> PROBLEM TO SOLVE: The line containing "use super::state::AppState;" marks the end: restate word for word every line from the first line of the entries below through that one.

(Saved entries)
=======

use std::convert::Infallible;

use axum::{
    extract::{Path, State},
    http::StatusCode,
    response::sse::{Event, KeepAlive, Sse},
    response::{IntoResponse, Json, Response},
};
use base64::Engine;
use futures::{Stream, StreamExt};
use serde::{Deserialize, Serialize};
use tracing::{error, info};

use super::auth::UserId;
use super::state::AppState;
use crate::error::{LedgerError, PipelineError, StoreError};
use crate::ledger::{Transaction, TransactionKind};
use crate::message::{ChatMessage, ContentType, Sender, VoiceInfo};
use crate::pipeline::{AudioFormat, TranscriptResult};
use crate::store::Dialogue;

// ============================================================================
// Request/Response Types
// ============================================================================

#[derive(Debug, Deserialize)]
pub struct TranscribeRequest {
    /// Base64-encoded audio bytes
    pub audio: String,

    /// "raw_pcm" skips normalization, "encoded" runs ffmpeg
    pub format: AudioFormat,
}

#[derive(Debug, Serialize)]
pub struct TranscribeResponse {
    pub result: String,
    pub duration_seconds: f64,
    pub billed_seconds: i64,
}

#[derive(Debug, Deserialize)]
pub struct CreateDialogueRequest {
    pub name: String,
}

#[derive(Debug, Deserialize)]
pub struct SendMessageRequest {
    pub text: String,
}

#[derive(Debug, Serialize)]
pub struct SendMessageResponse {
    pub dialogue_id: String,
    pub message_id: i64,
}

#[derive(Debug, Serialize)]
pub struct VoiceMessageResponse {
    pub dialogue_id: String,
    pub message_id: i64,
    pub result: String,
    pub billed_seconds: i64,
}

#[derive(Debug, Deserialize)]
pub struct TopUpRequest {
    pub amount: i64,
    pub description: Option<String>,
}

#[derive(Debug, Serialize)]
pub struct TopUpResponse {
    pub transaction_id: i64,
    pub balance: i64,
}

#[derive(Debug, Serialize)]
pub struct BalanceResponse {
    pub user_id: String,
    pub voice_seconds: i64,
}

#[derive(Debug, Serialize)]
pub struct ErrorResponse {
    pub error: String,
}

fn error_response(status: StatusCode, error: String) -> Response {
    (status, Json(ErrorResponse { error })).into_response()
}

fn pipeline_error(e: PipelineError) -> Response {
    let status = match &e {
        PipelineError::ConversionFailed(_) => StatusCode::UNPROCESSABLE_ENTITY,
        PipelineError::InsufficientBalance { .. } => StatusCode::BAD_REQUEST,
        PipelineError::UpstreamUnavailable(_) => StatusCode::SERVICE_UNAVAILABLE,
        PipelineError::TranscriptionFailed(_) => StatusCode::INTERNAL_SERVER_ERROR,
        PipelineError::Ledger(_) => StatusCode::INTERNAL_SERVER_ERROR,
    };
    error_response(status, e.to_string())
}

fn store_error(e: StoreError) -> Response {
    let status = match &e {
        StoreError::DialogueNotFound => StatusCode::NOT_FOUND,
        StoreError::Db(_) => StatusCode::INTERNAL_SERVER_ERROR,
    };
    error_response(status, e.to_string())
}

fn ledger_error(e: LedgerError) -> Response {
    let status = match &e {
        LedgerError::InsufficientFunds => StatusCode::BAD_REQUEST,
        LedgerError::Storage(_) => StatusCode::INTERNAL_SERVER_ERROR,
    };
    error_response(status, e.to_string())
}

// ============================================================================
// Handlers
// ============================================================================

/// POST /transcribe
/// Run the transcription pipeline for an uploaded voice clip
pub async fn transcribe(
    State(state): State<AppState>,
    user: UserId,
    Json(req): Json<TranscribeRequest>,
) -> Response {
    let audio = match base64::engine::general_purpose::STANDARD.decode(&req.audio) {
        Ok(bytes) => bytes,
        Err(e) => {
            return error_response(
                StatusCode::BAD_REQUEST,
                format!("invalid base64 audio: {e}"),
            )
        }
    };

    info!(
        "transcribe request from user {} ({} bytes, {:?})",
        user.0,
        audio.len(),
        req.format
    );

    match state.pipeline.transcribe(&user.0, &audio, req.format).await {
        Ok(TranscriptResult {
            text,
            duration_seconds,
            billed_seconds,
            ..
        }) => (
            StatusCode::OK,
            Json(TranscribeResponse {
                result: text,
                duration_seconds,
                billed_seconds,
            }),
        )
            .into_response(),
        Err(e) => {
            error!("transcription failed for user {}: {}", user.0, e);
            pipeline_error(e)
        }
    }
}

/// POST /dialogues
pub async fn create_dialogue(
    State(state): State<AppState>,
    user: UserId,
    Json(req): Json<CreateDialogueRequest>,
) -> Response {
    match state.store.create_dialogue(&user.0, &req.name).await {
        Ok(dialogue) => (StatusCode::CREATED, Json(dialogue)).into_response(),
        Err(e) => {
            error!("failed to create dialogue for user {}: {}", user.0, e);
            store_error(e)
        }
    }
}

/// GET /dialogues
pub async fn list_dialogues(State(state): State<AppState>, user: UserId) -> Response {
    match state.store.dialogues(&user.0).await {
        Ok(dialogues) => (StatusCode::OK, Json::<Vec<Dialogue>>(dialogues)).into_response(),
        Err(e) => store_error(e),
    }
}

/// POST /dialogues/:dialogue_id/messages
/// Store a text message and fan it out to the user's live sessions
pub async fn send_message(
    State(state): State<AppState>,
    user: UserId,
    Path(dialogue_id): Path<String>,
    Json(req): Json<SendMessageRequest>,
) -> Response {
    if let Err(e) = state.store.dialogue(&user.0, &dialogue_id).await {
        return store_error(e);
    }

    let message = match state
        .store
        .insert_message(&dialogue_id, Sender::User, ContentType::Text, Some(&req.text), None)
        .await
    {
        Ok(m) => m,
        Err(e) => {
            error!("failed to store message in dialogue {}: {}", dialogue_id, e);
            return store_error(e);
        }
    };

    let delivered = state.registry.fan_out(&user.0, message.clone());
    info!(
        "message {}/{} fanned out to {} session(s) of user {}",
        dialogue_id, message.message_id, delivered, user.0
    );

    (
        StatusCode::OK,
        Json(SendMessageResponse {
            dialogue_id,
            message_id: message.message_id,
        }),
    )
        .into_response()
}

/// GET /dialogues/:dialogue_id/messages
pub async fn get_messages(
    State(state): State<AppState>,
    user: UserId,
    Path(dialogue_id): Path<String>,
) -> Response {
    if let Err(e) = state.store.dialogue(&user.0, &dialogue_id).await {
        return store_error(e);
    }
    match state.store.messages(&dialogue_id).await {
        Ok(messages) => (StatusCode::OK, Json::<Vec<ChatMessage>>(messages)).into_response(),
        Err(e) => store_error(e),
    }
}

/// POST /dialogues/:dialogue_id/voice
/// Transcribe a voice clip, store it as a voice message, fan out
pub async fn send_voice_message(
    State(state): State<AppState>,
    user: UserId,
    Path(dialogue_id): Path<String>,
    Json(req): Json<TranscribeRequest>,
) -> Response {
    if let Err(e) = state.store.dialogue(&user.0, &dialogue_id).await {
        return store_error(e);
    }

    let audio = match base64::engine::general_purpose::STANDARD.decode(&req.audio) {
        Ok(bytes) => bytes,
        Err(e) => {
            return error_response(
                StatusCode::BAD_REQUEST,
                format!("invalid base64 audio: {e}"),
            )
        }
    };

    let transcript = match state.pipeline.transcribe(&user.0, &audio, req.format).await {
        Ok(t) => t,
        Err(e) => {
            error!("voice message failed for user {}: {}", user.0, e);
            return pipeline_error(e);
        }
    };

    let voice = VoiceInfo {
        voice_data_id: uuid::Uuid::new_v4().simple().to_string(),
        // Computed by the pipeline from the normalized samples, not the
        // uploaded container bytes.
        sound_wave: transcript.sound_wave.clone(),
        duration_seconds: transcript.duration_seconds,
    };

    let message = match state
        .store
        .insert_message(
            &dialogue_id,
            Sender::User,
            ContentType::Voice,
            Some(&transcript.text),
            Some(&voice),
        )
        .await
    {
        Ok(m) => m,
        Err(e) => {
            error!(
                "failed to store voice message in dialogue {}: {}",
                dialogue_id, e
            );
            return store_error(e);
        }
    };

    state.registry.fan_out(&user.0, message.clone());

    (
        StatusCode::OK,
        Json(VoiceMessageResponse {
            dialogue_id,
            message_id: message.message_id,
            result: transcript.text,
            billed_seconds: transcript.billed_seconds,
        }),
    )
        .into_response()
}

/// POST /dialogues/:dialogue_id/end
/// Mark a dialogue finished and notify all live sessions
pub async fn end_dialogue(
    State(state): State<AppState>,
    user: UserId,
    Path(dialogue_id): Path<String>,
) -> Response {
    if let Err(e) = state.store.dialogue(&user.0, &dialogue_id).await {
        return store_error(e);
    }

    let message = match state
        .store
        .insert_message(&dialogue_id, Sender::Bot, ContentType::DialogueEnd, None, None)
        .await
    {
        Ok(m) => m,
        Err(e) => return store_error(e),
    };

    state.registry.fan_out(&user.0, message.clone());

    (
        StatusCode::OK,
        Json(SendMessageResponse {
            dialogue_id,
            message_id: message.message_id,
        }),
    )
        .into_response()
}

/// GET /stream
/// Server-streaming endpoint: opens a session and yields messages
/// until the client disconnects (which deregisters the session)
pub async fn stream_messages(
    State(state): State<AppState>,
    user: UserId,
) -> Sse<impl Stream<Item = Result<Event, Infallible>>> {
    let handle = state.registry.open_session(&user.0);
    info!("opened message stream for user {}", user.0);

    let stream = handle.map(|message| {
        let event = Event::default()
            .event("message")
            .json_data(&message)
            .unwrap_or_else(|_| Event::default().event("error").data("serialization failure"));
        Ok(event)
    });

    Sse::new(stream).keep_alive(KeepAlive::default())
}

/// GET /transactions
pub async fn get_transactions(State(state): State<AppState>, user: UserId) -> Response {
    match state.ledger.get(&user.0).await {
        Ok(transactions) => {
            (StatusCode::OK, Json::<Vec<Transaction>>(transactions)).into_response()
        }
        Err(e) => ledger_error(e),
    }
}

/// GET /balance
pub async fn get_balance(State(state): State<AppState>, user: UserId) -> Response {
    match state.ledger.balance(&user.0).await {
        Ok(voice_seconds) => (
            StatusCode::OK,
            Json(BalanceResponse {
                user_id: user.0,
                voice_seconds,
            }),
        )
            .into_response(),
        Err(e) => ledger_error(e),
    }
}

/// POST /transactions/topup
/// DEBIT: adds consumable voice seconds
pub async fn top_up(
    State(state): State<AppState>,
    user: UserId,
    Json(req): Json<TopUpRequest>,
) -> Response {
    if req.amount <= 0 {
        return error_response(
            StatusCode::BAD_REQUEST,
            "top-up amount must be positive".to_string(),
        );
    }

    let description = req.description.as_deref().unwrap_or("balance top-up");
    let transaction_id = match state
        .ledger
        .post(&user.0, req.amount, description, TransactionKind::Debit)
        .await
    {
        Ok(id) => id,
        Err(e) => {
            error!("top-up failed for user {}: {}", user.0, e);
            return ledger_error(e);
        }
    };

    match state.ledger.balance(&user.0).await {
        Ok(balance) => (
            StatusCode::OK,
            Json(TopUpResponse {
                transaction_id,
                balance,
            }),
        )
            .into_response(),
        Err(e) => ledger_error(e),
    }
}

/// GET /health
/// Health check endpoint
pub async fn health_check() -> impl IntoResponse {
    (StatusCode::OK, "OK")
}
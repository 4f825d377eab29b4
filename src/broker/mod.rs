pub mod client;
pub mod correlation;
pub mod messages;
pub mod transport;

pub use client::NatsClient;
pub use correlation::CorrelationBroker;
pub use messages::{TranscribeJob, TranscribeReply};
pub use transport::JobTransport;
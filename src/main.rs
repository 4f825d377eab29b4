use std::sync::Arc;
use std::time::Duration;

use anyhow::{Context, Result};
use clap::Parser;
use lingua_chat::{
    create_router, AppState, BillingLedger, ChatStore, Config, CorrelationBroker,
    FfmpegNormalizer, NatsClient, SessionRegistry, TranscriptionPipeline,
};
use tracing::info;

#[derive(Parser)]
#[command(name = "lingua-chat", about = "Language-tutoring chat backend")]
struct Args {
    /// Path to the config file (without extension)
    #[arg(short, long, default_value = "config/lingua-chat")]
    config: String,
}

#[tokio::main]
async fn main() -> Result<()> {
    tracing_subscriber::fmt::init();

    let args = Args::parse();
    let cfg = Config::load(&args.config)?;
    info!("{} starting", cfg.service.name);

    let store = Arc::new(
        ChatStore::connect(&cfg.database.url)
            .await
            .context("Failed to open chat store")?,
    );
    let ledger = Arc::new(BillingLedger::new(store.pool()));

    let nats = NatsClient::connect(&cfg.broker.url, &cfg.broker.job_subject)
        .await
        .context("Failed to connect to NATS")?;
    let broker = CorrelationBroker::new(
        Arc::new(nats.clone()),
        nats.reply_subject().to_string(),
        cfg.audio.sample_rate,
    );
    let _reply_listener = nats
        .spawn_reply_listener(Arc::clone(&broker))
        .await
        .context("Failed to start reply listener")?;

    let normalizer = Arc::new(FfmpegNormalizer::new(
        Duration::from_secs(cfg.audio.convert_timeout_secs),
        cfg.audio.sample_rate,
    ));
    let pipeline = Arc::new(TranscriptionPipeline::new(
        broker,
        normalizer,
        Arc::clone(&ledger),
        Duration::from_secs(cfg.broker.timeout_secs),
        cfg.audio.sample_rate,
    ));

    let state = AppState {
        registry: Arc::new(SessionRegistry::new()),
        pipeline,
        ledger,
        store,
    };

    let addr = format!("{}:{}", cfg.service.http.bind, cfg.service.http.port);
    let listener = tokio::net::TcpListener::bind(&addr)
        .await
        .with_context(|| format!("Failed to bind {addr}"))?;
    info!("HTTP server listening on {}", addr);

    axum::serve(listener, create_router(state))
        .await
        .context("HTTP server failed")?;

    Ok(())
}
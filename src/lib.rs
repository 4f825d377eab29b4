pub mod broker;
pub mod config;
pub mod error;
pub mod http;
pub mod ledger;
pub mod message;
pub mod pipeline;
pub mod session;
pub mod store;

pub use broker::{CorrelationBroker, JobTransport, NatsClient, TranscribeJob, TranscribeReply};
pub use config::Config;
pub use error::{BrokerError, LedgerError, PipelineError, StoreError, TransportError};
pub use http::{create_router, AppState};
pub use ledger::{BillingLedger, Transaction, TransactionKind};
pub use message::{ChatMessage, ContentType, Sender, VoiceInfo};
pub use pipeline::{AudioFormat, FfmpegNormalizer, TranscriptionPipeline};
pub use session::{SessionHandle, SessionRegistry, StreamSession};
pub use store::{ChatStore, Dialogue};
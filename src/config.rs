use anyhow::Result;
use serde::Deserialize;

#[derive(Debug, Deserialize)]
pub struct Config {
    pub service: ServiceConfig,
    pub broker: BrokerConfig,
    pub database: DatabaseConfig,
    pub audio: AudioConfig,
}

#[derive(Debug, Deserialize)]
pub struct ServiceConfig {
    pub name: String,
    pub http: HttpConfig,
}

#[derive(Debug, Deserialize)]
pub struct HttpConfig {
    pub bind: String,
    pub port: u16,
}

#[derive(Debug, Deserialize)]
pub struct BrokerConfig {
    pub url: String,
    /// Subject the external STT worker consumes jobs from
    pub job_subject: String,
    /// How long one transcription round trip may take
    pub timeout_secs: u64,
}

#[derive(Debug, Deserialize)]
pub struct DatabaseConfig {
    pub url: String,
}

#[derive(Debug, Deserialize)]
pub struct AudioConfig {
    pub sample_rate: u32,
    /// Kill the ffmpeg normalizer after this many seconds
    pub convert_timeout_secs: u64,
}

impl Config {
    pub fn load(path: &str) -> Result<Self> {
        let settings = config::Config::builder()
            .add_source(config::File::with_name(path))
            .build()?;

        Ok(settings.try_deserialize()?)
    }
}
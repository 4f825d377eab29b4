use async_trait::async_trait;

use crate::error::TransportError;

/// Publish side of the job queue, behind a trait so tests can run the
/// correlation machinery against an in-memory transport.
#[async_trait]
pub trait JobTransport: Send + Sync {
    async fn publish(&self, payload: Vec<u8>) -> Result<(), TransportError>;
}
//! Per-user connection session management
//!
//! This module provides the multi-device fan-out layer:
//! - `StreamSession`: one ordered, unbounded outbox per connected device
//! - `SessionRegistry`: user id -> live sessions, with best-effort fan-out
//! - `SessionHandle`: the consumer side, a `Stream` of messages that
//!   deregisters its session when dropped

mod registry;
mod stream;

pub use registry::{SessionHandle, SessionRegistry};
pub use stream::StreamSession;
use tokio::sync::mpsc;
use uuid::Uuid;

use crate::message::ChatMessage;

/// The send half of one device connection: an unbounded FIFO outbox.
///
/// Any number of producers may enqueue; exactly one consumer (the
/// `SessionHandle` held by the streaming endpoint) drains it.
pub struct StreamSession {
    id: Uuid,
    user_id: String,
    outbox: mpsc::UnboundedSender<ChatMessage>,
}

impl StreamSession {
    pub(super) fn new(user_id: String) -> (Self, mpsc::UnboundedReceiver<ChatMessage>) {
        let (outbox, rx) = mpsc::unbounded_channel();
        let session = Self {
            id: Uuid::new_v4(),
            user_id,
            outbox,
        };
        (session, rx)
    }

    pub fn id(&self) -> Uuid {
        self.id
    }

    pub fn user_id(&self) -> &str {
        &self.user_id
    }

    /// Enqueue a message without blocking. Returns `false` when the
    /// consumer is gone (session tearing down); callers treat that as
    /// a normal disconnect race, not an error.
    pub fn send(&self, message: ChatMessage) -> bool {
        self.outbox.send(message).is_ok()
    }
}
use std::time::Duration;

use thiserror::Error;

/// Failure of one broker round trip (publish + correlated reply).
#[derive(Debug, Error)]
pub enum BrokerError {
    #[error("no correlated response within {0:?}")]
    Timeout(Duration),

    #[error("broker transport rejected publish: {0}")]
    Rejected(String),
}

/// Transport-level publish failure, as reported by the broker client.
#[derive(Debug, Error)]
pub enum TransportError {
    /// Connection-level fault. The publish is retried once.
    #[error("connection fault: {0}")]
    Connection(String),

    /// The transport refused the message. Not retried.
    #[error("publish rejected: {0}")]
    Rejected(String),
}

impl TransportError {
    pub fn is_recoverable(&self) -> bool {
        matches!(self, TransportError::Connection(_))
    }
}

/// Failure of the transcription pipeline, mapped to user-facing
/// responses by the HTTP layer.
#[derive(Debug, Error)]
pub enum PipelineError {
    #[error("audio conversion failed: {0}")]
    ConversionFailed(String),

    #[error("insufficient balance: need {needed}s, have {available}s")]
    InsufficientBalance { needed: i64, available: i64 },

    #[error("transcription backend unavailable: {0}")]
    UpstreamUnavailable(#[from] BrokerError),

    #[error("transcription failed: {0}")]
    TranscriptionFailed(String),

    #[error(transparent)]
    Ledger(#[from] LedgerError),
}

#[derive(Debug, Error)]
pub enum LedgerError {
    #[error("insufficient funds")]
    InsufficientFunds,

    #[error("ledger storage failure: {0}")]
    Storage(#[from] sqlx::Error),
}

#[derive(Debug, Error)]
pub enum StoreError {
    #[error("dialogue not found")]
    DialogueNotFound,

    #[error("storage failure: {0}")]
    Db(#[from] sqlx::Error),
}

=======

> RESULT OF THE EXERCISE:
use std::convert::Infallible;

use axum::{
    extract::{Path, State},
    http::StatusCode,
    response::sse::{Event, KeepAlive, Sse},
    response::{IntoResponse, Json, Response},
};
use base64::Engine;
use futures::{Stream, StreamExt};
use serde::{Deserialize, Serialize};
use tracing::{error, info};

use super::auth::UserId;
use super::state::AppState;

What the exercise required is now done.